A tentativa de compreender o que acontece ali, e como poderiam se inserir naquele processo, resultou em um espetáculo Cidade desmanche. Contudo, antes de estrear o espetáculo tiveram que desocupar o prédio, por ordem da prefeitura, mudando-se para o bairro do Bexiga, atual sede.
Teatro e telas
— No Cidade desmanche partimos para a relação entre teatro e cinema, e sempre tivemos por referência forte o cinema do Glauber Rocha. É um espetáculo com uma estrutura narrativa que conta a trajetória de um ex-presidiário no dia em que ele sai na prisão, e de um coreano que habita no Bom Retiro — conta José Fernando, que também cursou cinema na FAAP e é doutor em filosofia pela USP.
— Depois resolvemos nos aprofundar ainda mais nessa questão do teatro/cinema e surgiu um diálogo muito forte com a obra de Pasolini, mantendo a ligação com o teatro político do Brecht. Assim chegamos ao texto Vílades, que é uma discussão que o Pasolini estabelece entre a tragédia e o histórico, com uma forte referência ao universo camponês — continua.

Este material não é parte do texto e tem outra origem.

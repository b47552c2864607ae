use std::time::Duration;

use huginn::cache::CacheError;
use huginn::{HuginnError, Result};

#[test]
fn test_error_display() {
    let err = HuginnError::malformed("color_grid: RLE payload covers 3 of 4 cells");
    assert!(err.to_string().contains("3 of 4 cells"));
    assert!(err.to_string().starts_with("malformed response"));
}

#[test]
fn test_result_alias() {
    fn returns_error() -> Result<()> {
        Err(HuginnError::Configuration("bad mode".into()))
    }
    assert!(returns_error().is_err());
}

// ============================================================================
// Kind classification
// ============================================================================

#[test]
fn network_errors() {
    assert!(HuginnError::Http("connection reset".into()).is_network());
    assert!(
        HuginnError::Api {
            status: 404,
            message: "missing".into()
        }
        .is_network()
    );
    assert!(HuginnError::RateLimited { retry_after: None }.is_network());
    assert!(!HuginnError::malformed("x").is_network());
    assert!(!HuginnError::Configuration("x".into()).is_network());
}

#[test]
fn malformed_errors() {
    assert!(HuginnError::malformed("x").is_malformed());
    assert!(!HuginnError::Http("x".into()).is_malformed());
}

// ============================================================================
// Transient error classification
// ============================================================================

#[test]
fn transient_errors() {
    assert!(HuginnError::RateLimited { retry_after: None }.is_transient());
    assert!(HuginnError::Http("connection reset".into()).is_transient());
    assert!(
        HuginnError::Api {
            status: 500,
            message: "internal".into()
        }
        .is_transient()
    );
    assert!(
        HuginnError::Api {
            status: 502,
            message: "bad gateway".into()
        }
        .is_transient()
    );
}

#[test]
fn permanent_errors() {
    assert!(
        !HuginnError::Api {
            status: 400,
            message: "bad request".into()
        }
        .is_transient()
    );
    assert!(!HuginnError::malformed("x").is_transient());
    assert!(!HuginnError::Configuration("x".into()).is_transient());
}

#[test]
fn retry_after_only_from_rate_limit() {
    let hint = Duration::from_secs(3);
    assert_eq!(
        HuginnError::RateLimited {
            retry_after: Some(hint)
        }
        .retry_after(),
        Some(hint)
    );
    assert_eq!(HuginnError::Http("x".into()).retry_after(), None);
}

#[test]
fn cache_errors_are_distinct() {
    let err = CacheError::NotFound("abc".into());
    assert!(err.to_string().contains("abc"));
    assert_eq!(CacheError::Poisoned.to_string(), "cache lock poisoned");
}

Cena da peça Nossa casa de boneca
Após uma adaptação do texto, feita coletivamente pelo grupo, estreou Vílades no Sesc Pinheiros.
— Na ligação de cinema e teatro o que nos interessa é tentar elaborar e mostrar para o público como se constrói uma imagem como discurso. O cinema aparece como uma referência para a construção de um discurso poético e também político através da imagem — fala José Fernando.
— Cidade desmanche começa na rua. Utilizamos um bar que fica em frente a nossa sede. O público é recebido nesse bar, misturado com a cidade, com os moradores daqui. Em cima desse bar, bem em frente a nossa sede, tem um cortiço, e algumas das imagens são projetadas na sua faixada. Em um outro momento, um personagem é mostrado na forma de um filme e isso é projetado em um prédio de doze andares que fica em frente ao nosso terraço, onde está o público nesse momento — comenta.
— A imagem é utilizada como um documento ou um comentário, mas sempre fazendo com que a cidade atravesse o espetáculo. Quando viemos aqui para o Bexiga, optamos por fazer um espetáculo itinerante, que começa na rua, sobe até a nossa sede, atravessa a sala, vai até o terraço e termina com o público na sacada vendo uma ação acontecendo na rua novamente. Já o Vílade começa em um espaço aberto, mas depois o público é levado para uma sala — continua.
O próximo espetáculo do grupo, que deve estrear em breve, é uma dramaturgia própria, e narra a trajetória de uma família operária do final dos anos 70, que foi parar em um cortiço do centro de São Paulo.
— A história chega até o ano 2000. São três gerações, que deverão aparecer em três partes. A primeira acontecerá na rua, em casas e prédios do Bexiga, e o público vai acompanhando; a segunda terá o público na sacada da nossa sede, observando as ações que acontecem na rua, nos prédios e fachadas em frente; e a terceira acontecerá dentro da sede. O público poderá assistir uma parte em um dia e as outras depois, e também as três no mesmo dia — expõe.
Atualmente o Teatro de Narradores conta com cinco componentes fixos.
— Nossos espetáculos são a preços populares, sendo que os vizinhos têm descontos. Também fazemos gratuitamente, de acordo com nossas possibilidades — finaliza José Fernando.